[Extracted data entries]
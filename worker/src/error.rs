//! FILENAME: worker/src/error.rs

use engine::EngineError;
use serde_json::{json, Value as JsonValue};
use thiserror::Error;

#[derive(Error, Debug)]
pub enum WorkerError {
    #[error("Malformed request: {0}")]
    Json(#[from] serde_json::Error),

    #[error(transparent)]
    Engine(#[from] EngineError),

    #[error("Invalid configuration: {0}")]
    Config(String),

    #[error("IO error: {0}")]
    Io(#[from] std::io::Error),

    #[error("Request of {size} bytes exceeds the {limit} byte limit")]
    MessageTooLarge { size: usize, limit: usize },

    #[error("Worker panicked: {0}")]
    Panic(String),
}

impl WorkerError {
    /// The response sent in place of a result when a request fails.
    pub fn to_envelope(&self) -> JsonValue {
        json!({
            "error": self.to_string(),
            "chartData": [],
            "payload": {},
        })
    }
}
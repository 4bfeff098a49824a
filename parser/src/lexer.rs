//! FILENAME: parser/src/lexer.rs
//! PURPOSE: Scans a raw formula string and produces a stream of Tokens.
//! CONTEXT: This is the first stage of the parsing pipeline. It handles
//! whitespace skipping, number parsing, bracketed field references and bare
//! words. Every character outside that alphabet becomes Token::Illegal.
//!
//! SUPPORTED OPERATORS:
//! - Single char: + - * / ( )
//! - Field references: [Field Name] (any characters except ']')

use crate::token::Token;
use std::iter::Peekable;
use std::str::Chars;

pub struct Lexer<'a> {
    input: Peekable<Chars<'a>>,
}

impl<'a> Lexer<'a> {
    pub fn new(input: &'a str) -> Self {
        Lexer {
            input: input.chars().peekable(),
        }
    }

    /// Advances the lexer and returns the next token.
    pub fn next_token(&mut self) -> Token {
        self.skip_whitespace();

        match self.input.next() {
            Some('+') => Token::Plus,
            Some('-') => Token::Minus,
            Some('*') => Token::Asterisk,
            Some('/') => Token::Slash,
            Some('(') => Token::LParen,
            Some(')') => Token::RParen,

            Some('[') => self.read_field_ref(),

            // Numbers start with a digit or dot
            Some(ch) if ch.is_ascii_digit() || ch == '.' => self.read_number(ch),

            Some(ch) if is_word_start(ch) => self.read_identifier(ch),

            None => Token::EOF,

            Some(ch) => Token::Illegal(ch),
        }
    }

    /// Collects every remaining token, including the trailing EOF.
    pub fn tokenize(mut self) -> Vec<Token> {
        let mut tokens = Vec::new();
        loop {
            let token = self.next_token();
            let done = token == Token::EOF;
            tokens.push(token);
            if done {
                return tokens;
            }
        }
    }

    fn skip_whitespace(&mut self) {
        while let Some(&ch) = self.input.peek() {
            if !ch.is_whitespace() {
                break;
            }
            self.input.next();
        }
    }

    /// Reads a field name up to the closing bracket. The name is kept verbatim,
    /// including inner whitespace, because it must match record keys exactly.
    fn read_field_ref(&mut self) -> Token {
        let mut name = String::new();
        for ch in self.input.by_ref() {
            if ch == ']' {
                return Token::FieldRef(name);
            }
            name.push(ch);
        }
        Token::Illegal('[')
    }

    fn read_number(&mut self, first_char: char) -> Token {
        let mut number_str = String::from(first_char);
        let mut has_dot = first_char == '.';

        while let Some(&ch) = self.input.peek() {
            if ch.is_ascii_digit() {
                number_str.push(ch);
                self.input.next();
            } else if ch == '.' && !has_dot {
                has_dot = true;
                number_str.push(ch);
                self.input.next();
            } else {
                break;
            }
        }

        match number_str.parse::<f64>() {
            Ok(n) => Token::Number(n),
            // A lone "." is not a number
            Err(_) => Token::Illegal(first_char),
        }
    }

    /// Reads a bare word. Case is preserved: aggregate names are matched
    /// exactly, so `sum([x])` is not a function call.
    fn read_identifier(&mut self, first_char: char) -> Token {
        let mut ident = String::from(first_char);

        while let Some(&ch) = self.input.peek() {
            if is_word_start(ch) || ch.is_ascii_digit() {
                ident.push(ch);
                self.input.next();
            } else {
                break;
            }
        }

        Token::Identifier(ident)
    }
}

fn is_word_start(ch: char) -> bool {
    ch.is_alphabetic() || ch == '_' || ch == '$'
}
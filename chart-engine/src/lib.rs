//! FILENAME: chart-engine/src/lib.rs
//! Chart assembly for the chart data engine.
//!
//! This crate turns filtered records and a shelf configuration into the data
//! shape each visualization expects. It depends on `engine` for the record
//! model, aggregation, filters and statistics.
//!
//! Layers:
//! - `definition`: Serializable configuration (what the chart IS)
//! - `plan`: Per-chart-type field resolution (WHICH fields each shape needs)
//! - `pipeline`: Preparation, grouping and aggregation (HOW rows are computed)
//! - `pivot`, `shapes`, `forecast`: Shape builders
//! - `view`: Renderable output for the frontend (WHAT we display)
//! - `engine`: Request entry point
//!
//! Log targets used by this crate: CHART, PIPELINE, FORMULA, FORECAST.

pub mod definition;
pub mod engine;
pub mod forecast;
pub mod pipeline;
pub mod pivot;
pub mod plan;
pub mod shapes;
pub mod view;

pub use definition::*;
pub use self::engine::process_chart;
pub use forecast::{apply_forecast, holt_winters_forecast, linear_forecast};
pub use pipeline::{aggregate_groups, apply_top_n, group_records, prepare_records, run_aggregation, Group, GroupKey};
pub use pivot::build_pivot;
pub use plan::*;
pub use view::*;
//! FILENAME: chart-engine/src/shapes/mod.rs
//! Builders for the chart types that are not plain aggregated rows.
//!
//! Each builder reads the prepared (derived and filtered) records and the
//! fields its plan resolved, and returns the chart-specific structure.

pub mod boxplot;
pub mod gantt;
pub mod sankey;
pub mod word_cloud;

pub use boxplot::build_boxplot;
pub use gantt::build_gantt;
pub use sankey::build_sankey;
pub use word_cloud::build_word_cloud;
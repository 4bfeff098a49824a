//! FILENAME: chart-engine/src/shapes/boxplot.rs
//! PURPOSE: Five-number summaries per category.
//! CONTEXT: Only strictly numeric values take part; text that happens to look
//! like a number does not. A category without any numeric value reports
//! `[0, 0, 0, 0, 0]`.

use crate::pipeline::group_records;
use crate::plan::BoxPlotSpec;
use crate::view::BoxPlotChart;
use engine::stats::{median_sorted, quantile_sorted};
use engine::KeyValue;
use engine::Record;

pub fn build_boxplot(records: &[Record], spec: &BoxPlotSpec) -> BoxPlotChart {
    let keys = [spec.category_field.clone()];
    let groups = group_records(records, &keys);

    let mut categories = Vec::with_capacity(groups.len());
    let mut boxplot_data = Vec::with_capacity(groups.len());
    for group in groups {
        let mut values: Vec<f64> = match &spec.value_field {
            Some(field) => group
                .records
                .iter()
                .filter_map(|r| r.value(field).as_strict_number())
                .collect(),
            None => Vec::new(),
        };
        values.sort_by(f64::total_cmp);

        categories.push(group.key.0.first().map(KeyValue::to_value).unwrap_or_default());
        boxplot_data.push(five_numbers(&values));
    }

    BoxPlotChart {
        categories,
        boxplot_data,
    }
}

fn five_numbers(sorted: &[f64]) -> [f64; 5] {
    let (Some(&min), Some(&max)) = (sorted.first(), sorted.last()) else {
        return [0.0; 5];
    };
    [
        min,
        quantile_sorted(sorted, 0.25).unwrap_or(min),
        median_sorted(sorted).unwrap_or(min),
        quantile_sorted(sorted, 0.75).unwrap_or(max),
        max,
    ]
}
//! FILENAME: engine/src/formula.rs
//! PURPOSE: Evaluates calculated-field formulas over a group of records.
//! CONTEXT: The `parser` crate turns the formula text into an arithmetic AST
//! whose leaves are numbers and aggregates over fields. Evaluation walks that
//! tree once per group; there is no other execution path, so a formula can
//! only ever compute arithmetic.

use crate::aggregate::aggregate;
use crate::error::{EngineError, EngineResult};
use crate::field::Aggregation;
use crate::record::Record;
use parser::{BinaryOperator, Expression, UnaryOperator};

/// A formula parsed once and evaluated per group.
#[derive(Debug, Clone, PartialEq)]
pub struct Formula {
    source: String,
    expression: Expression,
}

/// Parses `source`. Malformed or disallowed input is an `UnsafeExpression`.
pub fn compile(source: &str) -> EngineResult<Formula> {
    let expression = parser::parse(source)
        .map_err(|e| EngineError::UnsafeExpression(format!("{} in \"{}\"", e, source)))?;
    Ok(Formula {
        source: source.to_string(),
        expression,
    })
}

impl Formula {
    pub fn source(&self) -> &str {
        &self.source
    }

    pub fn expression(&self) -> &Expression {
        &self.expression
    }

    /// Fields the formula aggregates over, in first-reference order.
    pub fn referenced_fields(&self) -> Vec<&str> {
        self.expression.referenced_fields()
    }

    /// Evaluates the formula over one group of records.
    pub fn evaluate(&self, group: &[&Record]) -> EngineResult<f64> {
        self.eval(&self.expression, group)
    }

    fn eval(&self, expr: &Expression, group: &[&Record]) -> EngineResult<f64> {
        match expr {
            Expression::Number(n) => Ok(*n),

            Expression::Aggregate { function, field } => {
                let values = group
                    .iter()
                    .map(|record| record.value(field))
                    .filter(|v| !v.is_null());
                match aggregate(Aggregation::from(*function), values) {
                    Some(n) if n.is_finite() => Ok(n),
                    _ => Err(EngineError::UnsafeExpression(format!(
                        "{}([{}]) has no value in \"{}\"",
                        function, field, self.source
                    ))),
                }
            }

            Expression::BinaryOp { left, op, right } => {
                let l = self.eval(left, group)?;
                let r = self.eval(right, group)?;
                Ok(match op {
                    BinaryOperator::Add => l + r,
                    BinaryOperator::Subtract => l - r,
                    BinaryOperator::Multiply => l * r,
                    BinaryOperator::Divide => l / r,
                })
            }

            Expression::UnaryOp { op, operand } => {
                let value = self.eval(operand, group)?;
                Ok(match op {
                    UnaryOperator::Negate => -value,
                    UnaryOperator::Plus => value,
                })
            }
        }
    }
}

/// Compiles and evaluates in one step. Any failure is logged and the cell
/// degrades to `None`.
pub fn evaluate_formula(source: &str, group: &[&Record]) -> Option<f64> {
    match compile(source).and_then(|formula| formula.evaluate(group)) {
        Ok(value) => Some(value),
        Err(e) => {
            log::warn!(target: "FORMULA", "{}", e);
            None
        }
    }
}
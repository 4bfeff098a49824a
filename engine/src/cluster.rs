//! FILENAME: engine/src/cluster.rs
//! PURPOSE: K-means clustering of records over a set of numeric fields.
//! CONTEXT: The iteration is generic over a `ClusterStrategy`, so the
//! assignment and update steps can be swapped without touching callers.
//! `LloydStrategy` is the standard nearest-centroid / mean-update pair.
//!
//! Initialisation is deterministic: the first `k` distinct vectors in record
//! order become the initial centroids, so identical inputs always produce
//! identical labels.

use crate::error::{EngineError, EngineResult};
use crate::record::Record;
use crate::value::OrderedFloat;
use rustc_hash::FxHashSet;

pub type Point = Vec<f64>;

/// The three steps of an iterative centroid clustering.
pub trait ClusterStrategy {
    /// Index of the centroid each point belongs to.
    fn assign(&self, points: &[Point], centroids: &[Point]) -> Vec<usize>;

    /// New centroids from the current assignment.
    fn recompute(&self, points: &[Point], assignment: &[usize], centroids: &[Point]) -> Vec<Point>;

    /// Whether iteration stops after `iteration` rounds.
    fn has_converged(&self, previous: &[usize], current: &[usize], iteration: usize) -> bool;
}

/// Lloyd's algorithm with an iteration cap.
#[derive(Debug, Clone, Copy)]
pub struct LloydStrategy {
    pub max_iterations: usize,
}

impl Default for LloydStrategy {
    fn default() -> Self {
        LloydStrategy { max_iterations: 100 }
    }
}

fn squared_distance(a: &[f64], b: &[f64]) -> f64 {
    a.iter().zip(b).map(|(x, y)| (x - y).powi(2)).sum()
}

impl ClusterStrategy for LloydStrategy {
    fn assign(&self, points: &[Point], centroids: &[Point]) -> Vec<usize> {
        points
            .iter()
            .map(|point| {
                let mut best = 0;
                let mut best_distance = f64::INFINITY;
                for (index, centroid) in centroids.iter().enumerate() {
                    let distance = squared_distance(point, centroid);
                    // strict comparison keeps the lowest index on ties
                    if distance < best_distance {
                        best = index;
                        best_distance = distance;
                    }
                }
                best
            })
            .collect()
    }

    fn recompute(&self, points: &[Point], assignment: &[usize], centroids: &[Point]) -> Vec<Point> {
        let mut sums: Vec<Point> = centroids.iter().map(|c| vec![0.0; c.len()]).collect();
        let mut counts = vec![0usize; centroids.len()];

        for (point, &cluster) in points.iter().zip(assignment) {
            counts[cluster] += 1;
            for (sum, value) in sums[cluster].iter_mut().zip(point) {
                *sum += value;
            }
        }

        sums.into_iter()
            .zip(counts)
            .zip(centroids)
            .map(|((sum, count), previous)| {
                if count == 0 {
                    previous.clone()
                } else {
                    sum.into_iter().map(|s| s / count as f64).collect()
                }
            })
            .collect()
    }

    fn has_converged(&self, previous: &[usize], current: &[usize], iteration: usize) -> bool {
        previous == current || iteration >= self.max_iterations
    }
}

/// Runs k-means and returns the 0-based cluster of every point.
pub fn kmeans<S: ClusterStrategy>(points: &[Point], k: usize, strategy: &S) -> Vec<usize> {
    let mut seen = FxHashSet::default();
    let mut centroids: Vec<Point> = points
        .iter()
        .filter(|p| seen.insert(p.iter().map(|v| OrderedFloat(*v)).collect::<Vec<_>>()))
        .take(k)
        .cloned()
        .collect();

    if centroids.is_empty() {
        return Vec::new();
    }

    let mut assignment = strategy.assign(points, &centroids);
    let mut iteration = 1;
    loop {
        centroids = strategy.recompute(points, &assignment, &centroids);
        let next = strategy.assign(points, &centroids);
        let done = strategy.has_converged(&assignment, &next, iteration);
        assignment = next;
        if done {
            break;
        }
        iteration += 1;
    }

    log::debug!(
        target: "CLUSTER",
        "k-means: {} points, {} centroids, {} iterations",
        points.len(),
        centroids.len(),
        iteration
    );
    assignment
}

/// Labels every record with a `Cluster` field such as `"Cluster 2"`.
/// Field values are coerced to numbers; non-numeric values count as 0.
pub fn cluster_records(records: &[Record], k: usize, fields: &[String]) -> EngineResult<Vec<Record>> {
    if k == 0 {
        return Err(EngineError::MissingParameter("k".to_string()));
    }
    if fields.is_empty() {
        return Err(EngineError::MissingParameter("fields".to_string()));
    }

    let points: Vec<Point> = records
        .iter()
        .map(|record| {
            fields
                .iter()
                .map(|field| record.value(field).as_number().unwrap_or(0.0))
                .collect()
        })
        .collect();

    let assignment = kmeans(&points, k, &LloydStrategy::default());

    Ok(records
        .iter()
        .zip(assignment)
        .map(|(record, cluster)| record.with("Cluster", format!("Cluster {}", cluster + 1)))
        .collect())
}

> **Action item**
Whichever lines of the records above hold the word "including" should all be copied out.

> **Result for this exercise**
    /// Collects every remaining token, including the trailing EOF.
    /// including inner whitespace, because it must match record keys exactly.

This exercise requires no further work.